Le nul décevant de la Juve à domicile contre Empoli et le nul de Milan contre Bologne fournissent une aide fantastique à l'Inter pour redevenir la reine du championnat. Mais pour cela, ils doivent battre la Fiorentina. Lazio-Napoli l'autre grand match de dimanche

La Juve et Milan trébuchent et ce soir l'Inter peut revenir plus tôt s'il parvient à conquérir Florence

La grande opportunité. L'Inter a risqué un week-end décidément compliqué, mais samedi en Serie A, il leur a délivré une énorme passe décisive pour reprendre la première place, quelle que soit la reprise contre l'Atalanta. Le sensationnel La Juventus fait match nul contre Empoli, en effet, a empêché Allegri de mettre les voiles ; si à cela on ajoute aussi le Le faux pas de Milan contre Bologne, donc ici, les Nerazzurri se retrouvent totalement maîtres de leur propre destin, cependant le voyage à Florence Cela reste cependant compliqué. Les yeux de l'équipe italienne de football se tournent donc vers Franchi, tant en ce qui concerne le Scudetto que la Ligue des Champions : le match, en effet, présente également un grand intérêt pour Latium et Naples, engagé dans l'autre grand match de la journée, ainsi qu'à Rome, sur scène demain à Salerne.

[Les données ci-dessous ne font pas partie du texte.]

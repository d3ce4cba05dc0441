// src/orchestrator.rs
// =============================================================================
// This module runs a whole crawl request: one crawl job per target site,
// then merges the results into a single report.
//
// Steps:
// 1. Validate every requested URL (absolute http/https, or the request fails)
// 2. Canonicalize and dedup the targets, keeping first-occurrence order
// 3. Run one crawl job per target (one after another by default)
// 4. Merge pages and matches across jobs, first occurrence wins
//
// Running jobs concurrently is opt-in (CrawlConfig::target_concurrency).
// We use an ORDERED buffered stream, so results still arrive in target
// order and the merged report is identical to a sequential run.
//
// Rust concepts:
// - futures::stream: buffered() runs N futures at once but yields in order
// - try_collect(): stops at the first Err and returns it
// =============================================================================

use std::collections::HashSet;

use futures::stream::{self, StreamExt, TryStreamExt};
use tracing::info;
use url::Url;

use crate::config::CrawlConfig;
use crate::crawl::{canonicalize, Crawler};
use crate::error::CrawlError;
use crate::report::{CrawlReport, CrawlResult};

// What the caller asks for
//
// The caller has already authorized the user and debited `credits_to_use`;
// the crawler only logs it.
#[derive(Debug, Clone, Default)]
pub struct CrawlRequest {
    pub target_url: String,
    pub target_urls: Vec<String>,
    pub max_pages: Option<usize>,
    pub credits_to_use: u32,
}

// Runs every requested crawl job and merges the results
//
// Returns: CrawlReport, or a request-level error (InvalidUrl, NoValidTargets)
// raised before any page is fetched
pub async fn run_crawl(crawler: &Crawler, request: CrawlRequest) -> Result<CrawlReport, CrawlError> {
    let targets = resolve_targets(&request)?;
    let max_pages = CrawlConfig::clamp_max_pages(request.max_pages);
    let concurrency = crawler.config().target_concurrency.max(1);

    info!(
        targets = targets.len(),
        max_pages,
        concurrency,
        credits_to_use = request.credits_to_use,
        "Starting crawl request"
    );

    let results: Vec<CrawlResult> = stream::iter(targets.iter())
        .map(|target| crawler.crawl(target, max_pages))
        .buffered(concurrency)
        .try_collect()
        .await?;

    Ok(merge_results(targets, max_pages, results))
}

// Validates, canonicalizes and dedups the requested targets
//
// Blank entries are ignored, so a request may leave target_url empty and
// only fill target_urls.
fn resolve_targets(request: &CrawlRequest) -> Result<Vec<String>, CrawlError> {
    let mut seen = HashSet::new();
    let mut targets = Vec::new();

    let raw_targets = std::iter::once(&request.target_url).chain(request.target_urls.iter());

    for raw in raw_targets {
        let trimmed = raw.trim();
        if trimmed.is_empty() {
            continue;
        }

        let is_web_url = Url::parse(trimmed)
            .map(|url| url.scheme() == "http" || url.scheme() == "https")
            .unwrap_or(false);
        if !is_web_url {
            return Err(CrawlError::InvalidUrl(raw.clone()));
        }

        let canonical = canonicalize(trimmed)?;
        if seen.insert(canonical.clone()) {
            targets.push(canonical);
        }
    }

    if targets.is_empty() {
        return Err(CrawlError::NoValidTargets);
    }

    Ok(targets)
}

// Merges per-job results into one report
//
// - pages: deduped by (url, status, title), first occurrence wins
// - matches: deduped by (page, element, normalized text, href), first occurrence wins
// - pagesVisited: sum over jobs
fn merge_results(targets: Vec<String>, max_pages: usize, results: Vec<CrawlResult>) -> CrawlReport {
    let mut seen_pages = HashSet::new();
    let pages: Vec<_> = results
        .iter()
        .flat_map(|result| result.pages.iter())
        .filter(|page| seen_pages.insert((*page).clone()))
        .cloned()
        .collect();

    let mut seen_matches = HashSet::new();
    let matches: Vec<_> = results
        .iter()
        .flat_map(|result| result.matches.iter())
        .filter(|found| seen_matches.insert(found.dedup_key()))
        .cloned()
        .collect();

    CrawlReport {
        start_url: targets.first().cloned().unwrap_or_default(),
        pages_visited: results.iter().map(|result| result.pages_visited).sum(),
        max_pages_per_target: max_pages,
        total_matches: matches.len(),
        pages,
        matches,
        target_urls: targets,
        per_target_results: results,
    }
}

Juventus - Empoli 1-1 : Vlahovic ne suffit pas, la Dame (10 hommes) est attrapée par Baldanzi

Le résultat le plus surprenant samedi a été de loin celui de Turin, où La Juventus n'a pas pu aller au-delà du tirage au sort contre Empoli avant-dernier du classement. La finale 1-1 fait plaisir à Nicola, qui s'affirme comme un véritable spécialiste des arrêts (4 points en 2 matchs, c'est vraiment une belle récolte) et, évidemment, à Inzaghi, prêt à profiter de la passe décisive pour s'enfuir. Allegri, en revanche, mâche amèrement, parce que l'opportunité d'aller à +4 était vraiment tentante : les Nerazzurri auraient raté deux matchs, d'accord, mais ils auraient dû les gagner à tout prix, sans possibilité d'erreur, mais au lieu de cela, il a fait un faux pas et peu importe que la faute incombe avant tout à Milik, expulsé après seulement 16' pour une erreur sur Cerri. L'infériorité numérique a coupé les jambes de la Dame, mais il est également juste de dire que les cartes pour battre Empoli étaient là malgré tout, d'autant plus que Vlahovic, après avoir lutté dos au but en première mi-temps, avait trouvé l'avantage avec le but un tap-in suite à l'aménagement d'un corner (50'). Cela semblait être un autre chapitre de la saga du petit visage, mais ensuite il est entré sur le terrain Baldanzi et les Toscans ont trouvé l'égalisation grâce justement à son coup de billard (70e).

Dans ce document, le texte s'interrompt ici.